What do you want to do when you grow up?
Are you still asking yourself that question?
I am 39 and may have finally figured it out.
What about you? Do you still long for the days as a child when you would sit and dream about becoming something great or someone who made a difference in the lives of others? The answer came to me when I discovered what was different while being a child. As a child I knew what I was good at based on one thing alone: It was fun.
When you were 7, what made you want to be a fireman, singer, dancer or artist? It was fun, right? As an adult, what made you want to be “responsible?” One word: Money. You were told it actually costs money to eat and have shelter, so you needed to do something more “responsible” with your life.
The fact is we can’t all be firemen, dancers or artists. If that were the case, we wouldn’t have cars to ride around in or clothes to wear because no one would be available to assemble them. I’m not suggesting we forsake responsibility for raw passion, but I am suggesting we begin to look at what brings us joy in life. How would the world benefit from you if you were able to share your very best?

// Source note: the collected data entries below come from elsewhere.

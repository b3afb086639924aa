//! Layered configuration for the media server.
//!
//! The configuration system supports:
//! - Bundled defaults (include_str! from campusconnect.toml)
//! - User overrides (~/.config/campusconnect/campusconnect.toml, then ./campusconnect.toml)
//! - An explicit file passed on the command line
//! - `CAMPUSCONNECT__SECTION__KEY` environment variables, highest precedence

use campusconnect_error::ConfigError;
use campusconnect_storage::{DEFAULT_CHUNK_SIZE, DEFAULT_INLINE_MAX_BYTES, UploadLimits};
use config::{Config, Environment, File, FileFormat};
use serde::{Deserialize, Serialize};
use std::path::{Path, PathBuf};
use tracing::{debug, instrument};

/// Bundled default configuration.
const DEFAULT_CONFIG: &str = include_str!("../../../campusconnect.toml");

/// Listener and URL settings.
#[derive(Debug, Clone, PartialEq, Eq, Serialize, Deserialize)]
#[serde(default)]
pub struct ServerSettings {
    /// Interface to bind
    pub host: String,
    /// Port to bind
    pub port: u16,
    /// Prefix for retrieval URLs in media references
    pub public_base_url: String,
    /// Allowed CORS origins; `*` allows any
    pub cors: Vec<String>,
    /// Key clients by the first `X-Forwarded-For` hop instead of the peer
    /// address; enable only behind a proxy that sets the header
    pub trust_forwarded_for: bool,
}

impl Default for ServerSettings {
    fn default() -> Self {
        Self {
            host: "0.0.0.0".to_string(),
            port: 5000,
            public_base_url: "/api".to_string(),
            cors: vec!["*".to_string()],
            trust_forwarded_for: false,
        }
    }
}

impl ServerSettings {
    /// `host:port` string for binding.
    pub fn bind_addr(&self) -> String {
        format!("{}:{}", self.host, self.port)
    }
}

/// Which backends hold the two tiers.
#[derive(Debug, Clone, Copy, PartialEq, Eq, Hash, Default, Serialize, Deserialize, derive_more::Display)]
#[serde(rename_all = "lowercase")]
pub enum BackendKind {
    /// Both tiers in process memory
    #[default]
    #[display("memory")]
    Memory,
    /// Both tiers on disk under `storage.filesystem_root`
    #[display("filesystem")]
    Filesystem,
    /// Both tiers in PostgreSQL
    #[display("postgres")]
    Postgres,
}

/// Storage tier settings.
#[derive(Debug, Clone, PartialEq, Eq, Serialize, Deserialize)]
#[serde(default)]
pub struct StorageSettings {
    /// Backend selection
    pub backend: BackendKind,
    /// Chunk size for new chunked blobs
    pub chunk_size: usize,
    /// Inline ceiling for images
    pub inline_max_bytes: u64,
    /// Root directory for the filesystem backend
    pub filesystem_root: PathBuf,
}

impl Default for StorageSettings {
    fn default() -> Self {
        Self {
            backend: BackendKind::Memory,
            chunk_size: DEFAULT_CHUNK_SIZE,
            inline_max_bytes: DEFAULT_INLINE_MAX_BYTES,
            filesystem_root: PathBuf::from("./data/blobs"),
        }
    }
}

/// PostgreSQL settings.
#[derive(Debug, Clone, PartialEq, Eq, Serialize, Deserialize)]
#[serde(default)]
pub struct DatabaseSettings {
    /// Connection string; `DATABASE_URL` is used when unset
    pub url: Option<String>,
    /// Maximum pooled connections
    pub pool_size: u32,
}

impl Default for DatabaseSettings {
    fn default() -> Self {
        Self {
            url: None,
            pool_size: 10,
        }
    }
}

impl DatabaseSettings {
    /// Configured URL, falling back to `DATABASE_URL`.
    pub fn resolve_url(&self) -> Option<String> {
        self.url
            .clone()
            .filter(|url| !url.trim().is_empty())
            .or_else(|| std::env::var("DATABASE_URL").ok())
    }
}

/// Per-client upload throttle.
#[derive(Debug, Clone, Copy, PartialEq, Eq, Serialize, Deserialize)]
#[serde(default)]
pub struct ThrottleSettings {
    /// Sustained uploads per minute per client; 0 disables the throttle
    pub uploads_per_minute: u32,
    /// Uploads allowed back to back
    pub burst: u32,
}

impl Default for ThrottleSettings {
    fn default() -> Self {
        Self {
            uploads_per_minute: 30,
            burst: 10,
        }
    }
}

/// Log output settings.
#[derive(Debug, Clone, PartialEq, Eq, Serialize, Deserialize)]
#[serde(default)]
pub struct LoggingSettings {
    /// Filter directive used when `RUST_LOG` is unset
    pub level: String,
    /// Emit JSON lines instead of text
    pub json: bool,
}

impl Default for LoggingSettings {
    fn default() -> Self {
        Self {
            level: "info".to_string(),
            json: false,
        }
    }
}

/// Complete server configuration.
///
/// # Example
///
/// ```toml
/// [server]
/// port = 8080
///
/// [storage]
/// backend = "postgres"
///
/// [throttle]
/// uploads_per_minute = 10
/// burst = 3
/// ```
#[derive(Debug, Clone, Default, PartialEq, Eq, Serialize, Deserialize)]
#[serde(default)]
pub struct AppConfig {
    /// Listener settings
    pub server: ServerSettings,
    /// Storage settings
    pub storage: StorageSettings,
    /// Upload limits
    pub limits: UploadLimits,
    /// Database settings
    pub database: DatabaseSettings,
    /// Upload throttle
    pub throttle: ThrottleSettings,
    /// Logging
    pub logging: LoggingSettings,
}

impl AppConfig {
    /// Load configuration with the standard precedence.
    ///
    /// # Errors
    ///
    /// Returns a configuration error if a source cannot be parsed or a
    /// value is invalid.
    pub fn load() -> Result<Self, ConfigError> {
        Self::load_with(None)
    }

    /// Load configuration, layering an explicit file over the user files.
    ///
    /// # Errors
    ///
    /// Returns a configuration error if the explicit file is missing, a
    /// source cannot be parsed, or a value is invalid.
    #[instrument]
    pub fn load_with(explicit: Option<&Path>) -> Result<Self, ConfigError> {
        debug!("Loading configuration with precedence: env > explicit > current dir > home dir > bundled defaults");

        // Start with bundled defaults
        let mut builder = Config::builder().add_source(File::from_str(DEFAULT_CONFIG, FileFormat::Toml));

        // Add user config from home directory (optional)
        if let Some(home) = dirs::home_dir() {
            let home_config = home.join(".config/campusconnect/campusconnect.toml");
            builder = builder.add_source(File::from(home_config).required(false));
        }

        // Add user config from current directory (optional)
        builder = builder.add_source(File::with_name("campusconnect").required(false));

        if let Some(path) = explicit {
            builder = builder.add_source(File::from(path).required(true));
        }

        builder = builder.add_source(
            Environment::with_prefix("CAMPUSCONNECT")
                .prefix_separator("__")
                .separator("__")
                .try_parsing(true),
        );

        let config: AppConfig = builder
            .build()
            .map_err(|e| ConfigError::new(format!("Failed to build configuration: {}", e)))?
            .try_deserialize()
            .map_err(|e| ConfigError::new(format!("Failed to parse configuration: {}", e)))?;

        config.validate()?;
        debug!(backend = %config.storage.backend, port = config.server.port, "Configuration loaded");
        Ok(config)
    }

    /// Parse configuration from a TOML string layered over the bundled defaults.
    ///
    /// # Errors
    ///
    /// Returns a configuration error on parse failure or invalid values.
    pub fn from_toml_str(toml: &str) -> Result<Self, ConfigError> {
        let config: AppConfig = Config::builder()
            .add_source(File::from_str(DEFAULT_CONFIG, FileFormat::Toml))
            .add_source(File::from_str(toml, FileFormat::Toml))
            .build()
            .map_err(|e| ConfigError::new(format!("Failed to build configuration: {}", e)))?
            .try_deserialize()
            .map_err(|e| ConfigError::new(format!("Failed to parse configuration: {}", e)))?;

        config.validate()?;
        Ok(config)
    }

    /// Reject values that would make the server misbehave.
    ///
    /// # Errors
    ///
    /// Returns a configuration error naming the first invalid value.
    pub fn validate(&self) -> Result<(), ConfigError> {
        if self.storage.chunk_size == 0 {
            return Err(ConfigError::new("storage.chunk_size must be greater than zero"));
        }
        if self.storage.chunk_size > u32::MAX as usize {
            return Err(ConfigError::new("storage.chunk_size must fit in 32 bits"));
        }
        if self.database.pool_size == 0 {
            return Err(ConfigError::new("database.pool_size must be greater than zero"));
        }
        if self.limits.max_image_bytes == 0
            || self.limits.max_document_bytes == 0
            || self.limits.max_resource_bytes == 0
        {
            return Err(ConfigError::new("limits byte bounds must be greater than zero"));
        }
        if self.throttle.uploads_per_minute > 0 && self.throttle.burst == 0 {
            return Err(ConfigError::new(
                "throttle.burst must be greater than zero when throttling is enabled",
            ));
        }
        if self.storage.backend == BackendKind::Postgres && self.database.resolve_url().is_none() {
            return Err(ConfigError::new(
                "storage.backend = \"postgres\" requires database.url or DATABASE_URL",
            ));
        }
        Ok(())
    }
}
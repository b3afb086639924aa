//! Per-client upload throttling.
//!
//! Uploads are limited with a keyed GCRA limiter from governor, one cell
//! per client key. The throttle is injected into the router state, so tests
//! and alternative deployments can swap it out.

use crate::ThrottleSettings;
use campusconnect_error::{StorageError, StorageErrorKind};
use governor::clock::{Clock, DefaultClock};
use governor::state::keyed::DefaultKeyedStateStore;
use governor::{Quota, RateLimiter as GovernorRateLimiter};
use std::num::NonZeroU32;
use std::sync::Arc;
use std::sync::atomic::{AtomicU64, Ordering};

type KeyedRateLimiter = GovernorRateLimiter<String, DefaultKeyedStateStore<String>, DefaultClock>;

/// Checks between sweeps of fully replenished keys.
const DEFAULT_PRUNE_INTERVAL: u64 = 1024;

/// Gate consulted before every upload.
pub trait UploadThrottle: Send + Sync {
    /// Admit or reject one upload for `key`.
    ///
    /// # Errors
    ///
    /// [`StorageErrorKind::Throttled`] when the key is over its quota.
    fn check(&self, key: &str) -> Result<(), StorageError>;
}

/// Throttle that admits everything.
#[derive(Debug, Clone, Copy, Default)]
pub struct Unthrottled;

impl UploadThrottle for Unthrottled {
    fn check(&self, _key: &str) -> Result<(), StorageError> {
        Ok(())
    }
}

/// Per-minute quota with burst, keyed by client.
///
/// Every `prune_interval` checks, keys whose quota has fully replenished are
/// dropped, so the key map tracks only recently active clients.
#[derive(Clone)]
pub struct GovernorThrottle {
    limiter: Arc<KeyedRateLimiter>,
    quota: Quota,
    checks: Arc<AtomicU64>,
    prune_interval: u64,
}

impl std::fmt::Debug for GovernorThrottle {
    fn fmt(&self, f: &mut std::fmt::Formatter<'_>) -> std::fmt::Result {
        f.debug_struct("GovernorThrottle")
            .field("quota", &self.quota)
            .field("tracked_keys", &self.limiter.len())
            .field("prune_interval", &self.prune_interval)
            .finish()
    }
}

impl GovernorThrottle {
    /// Create a throttle allowing `per_minute` uploads with `burst` back to back.
    pub fn new(per_minute: NonZeroU32, burst: NonZeroU32) -> Self {
        Self::with_quota(Quota::per_minute(per_minute).allow_burst(burst))
    }

    /// Create a throttle from an arbitrary governor quota.
    pub fn with_quota(quota: Quota) -> Self {
        Self {
            limiter: Arc::new(GovernorRateLimiter::keyed(quota)),
            quota,
            checks: Arc::new(AtomicU64::new(0)),
            prune_interval: DEFAULT_PRUNE_INTERVAL,
        }
    }

    /// Sweep stale keys every `interval` checks (minimum 1).
    pub fn with_prune_interval(mut self, interval: u64) -> Self {
        self.prune_interval = interval.max(1);
        self
    }

    /// Number of client keys currently holding limiter state.
    pub fn tracked_keys(&self) -> usize {
        self.limiter.len()
    }

    /// Drop state for keys whose quota has fully replenished.
    pub fn prune(&self) {
        let before = self.limiter.len();
        self.limiter.retain_recent();
        self.limiter.shrink_to_fit();
        tracing::debug!(before, after = self.limiter.len(), "Pruned throttle keys");
    }
}

impl UploadThrottle for GovernorThrottle {
    fn check(&self, key: &str) -> Result<(), StorageError> {
        let outcome = self.limiter.check_key(&key.to_string());

        let seen = self.checks.fetch_add(1, Ordering::Relaxed) + 1;
        if seen % self.prune_interval == 0 {
            self.prune();
        }

        match outcome {
            Ok(()) => Ok(()),
            Err(not_until) => {
                let wait = not_until.wait_time_from(DefaultClock::default().now());
                tracing::warn!(client = key, retry_after_secs = wait.as_secs(), "Upload throttled");
                Err(StorageError::new(StorageErrorKind::Throttled(format!(
                    "Too many uploads, retry in {} seconds",
                    wait.as_secs().max(1)
                ))))
            }
        }
    }
}

/// Build the throttle described by configuration.
///
/// A zero `uploads_per_minute` disables throttling.
pub fn throttle_from_settings(settings: &ThrottleSettings) -> Arc<dyn UploadThrottle> {
    match NonZeroU32::new(settings.uploads_per_minute) {
        Some(per_minute) => {
            let burst = NonZeroU32::new(settings.burst).unwrap_or(per_minute);
            tracing::info!(
                uploads_per_minute = settings.uploads_per_minute,
                burst = burst.get(),
                "Upload throttle enabled"
            );
            Arc::new(GovernorThrottle::new(per_minute, burst))
        }
        None => {
            tracing::info!("Upload throttle disabled");
            Arc::new(Unthrottled)
        }
    }
}
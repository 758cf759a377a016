//! Array value generators.

use crate::generators::text;
use rand::seq::SliceRandom;
use rand::Rng;
use seed_core::SeedValue;

/// Default upper bound for array lengths.
pub const DEFAULT_MAX_LENGTH: usize = 5;

/// Hard cap on configured array lengths.
pub const MAX_LENGTH: usize = 10_000;

fn pick_length<R: Rng>(rng: &mut R, min_length: usize, max_length: usize) -> usize {
    let (min, max) = if min_length > max_length {
        (max_length, min_length)
    } else {
        (min_length, max_length)
    };
    rng.gen_range(min.min(MAX_LENGTH)..=max.min(MAX_LENGTH))
}

/// Generate an array by sampling from a pool of values (duplicates allowed).
///
/// An empty pool yields an empty array.
pub fn generate_sample_array<R: Rng>(
    rng: &mut R,
    pool: &[SeedValue],
    min_length: usize,
    max_length: usize,
) -> SeedValue {
    if pool.is_empty() {
        return SeedValue::Array(vec![]);
    }

    let length = pick_length(rng, min_length, max_length);

    let items: Vec<SeedValue> = (0..length)
        .filter_map(|_| pool.choose(rng).cloned())
        .collect();

    SeedValue::Array(items)
}

/// Generate an array of short synthesized words.
pub fn generate_word_array<R: Rng>(rng: &mut R, min_length: usize, max_length: usize) -> SeedValue {
    let length = pick_length(rng, min_length, max_length);
    let items = (0..length)
        .map(|_| SeedValue::String(text::word(rng)))
        .collect();
    SeedValue::Array(items)
}

#[cfg(test)]
mod tests {
    use super::*;
    use rand::rngs::StdRng;
    use rand::SeedableRng;

    fn pool() -> Vec<SeedValue> {
        vec![
            SeedValue::from("a"),
            SeedValue::from("b"),
            SeedValue::from("c"),
        ]
    }

    #[test]
    fn test_generate_sample_array() {
        let mut rng = StdRng::seed_from_u64(42);
        let pool = pool();

        for _ in 0..10 {
            let value = generate_sample_array(&mut rng, &pool, 1, 3);
            let arr = value.as_array().unwrap();
            assert!(!arr.is_empty());
            assert!(arr.len() <= 3);
            assert!(arr.iter().all(|v| pool.contains(v)));
        }
    }

    #[test]
    fn test_generate_sample_array_empty_pool() {
        let mut rng = StdRng::seed_from_u64(42);

        let value = generate_sample_array(&mut rng, &[], 0, 3);
        assert_eq!(value, SeedValue::Array(vec![]));
    }

    #[test]
    fn test_generate_word_array() {
        let mut rng = StdRng::seed_from_u64(42);

        for _ in 0..10 {
            let value = generate_word_array(&mut rng, 0, DEFAULT_MAX_LENGTH);
            let arr = value.as_array().unwrap();
            assert!(arr.len() <= DEFAULT_MAX_LENGTH);
            assert!(arr.iter().all(|v| v.as_str().is_some_and(|s| !s.is_empty())));
        }
    }

    #[test]
    fn test_deterministic_generation() {
        let pool = pool();

        let mut rng1 = StdRng::seed_from_u64(42);
        let mut rng2 = StdRng::seed_from_u64(42);

        assert_eq!(
            generate_sample_array(&mut rng1, &pool, 1, 3),
            generate_sample_array(&mut rng2, &pool, 1, 3)
        );
    }

    #[test]
    fn test_length_is_capped() {
        let mut rng = StdRng::seed_from_u64(42);
        let SeedValue::Array(items) = generate_word_array(&mut rng, usize::MAX, usize::MAX) else {
            panic!("Expected array");
        };
        assert_eq!(items.len(), MAX_LENGTH);
    }
}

I love to talk. Regardless of the subject matter, I feel compelled to give my input. I woke up one day and realized I could be the greatest blessing to those around me if I did what I was created to do: talk. As a child I was chastised and told to be quiet, and now I am doing it as a career through public speaking.
Based on her current behavior, my 5-year-old will most likely become an entertainer. She is a constant source of entertainment and thrives on attention. She can bring a smile to anyone’s face in a matter of seconds. I pray I never teach her how to be “responsible” and forsake her gifts. Is it possible she could grow up to be the next Lucille Ball or Reba McIntyre or Joan Rivers? Yes, but what are the chances if her passion is traded for being responsible?
I don’t deny the need for being responsible in life. After all, money doesn’t grow on trees, but I would hate to have her grow up, live a life of being “responsible” and look back at age 70, longing for the yesterdays when she could have been doing what she was best at: entertaining.
How can we do a reality check to see where we stack up? Here are a few things to think about:
- If money were no object, what would you do with your time?
- What brings you the most joy in life?
- What could you do all day long and not feel tired or drained mentally?
- What section of the bookstore do you gravitate towards?
- When you were a kid, what did you want to do? Are you still waiting for that to happen?
Don’t give up your day job just yet; that’s not what I’m suggesting. I only want you to look at your life and realize one thing: This is it! This is the only shot you get. There won’t be any do-overs. Do you want to look back when you are 70 and feel like you added value to those around you by doing what you were created to do? I sure do. I want to give my all and do what only I can do.
Start today by looking for ways to connect with what you were created to do.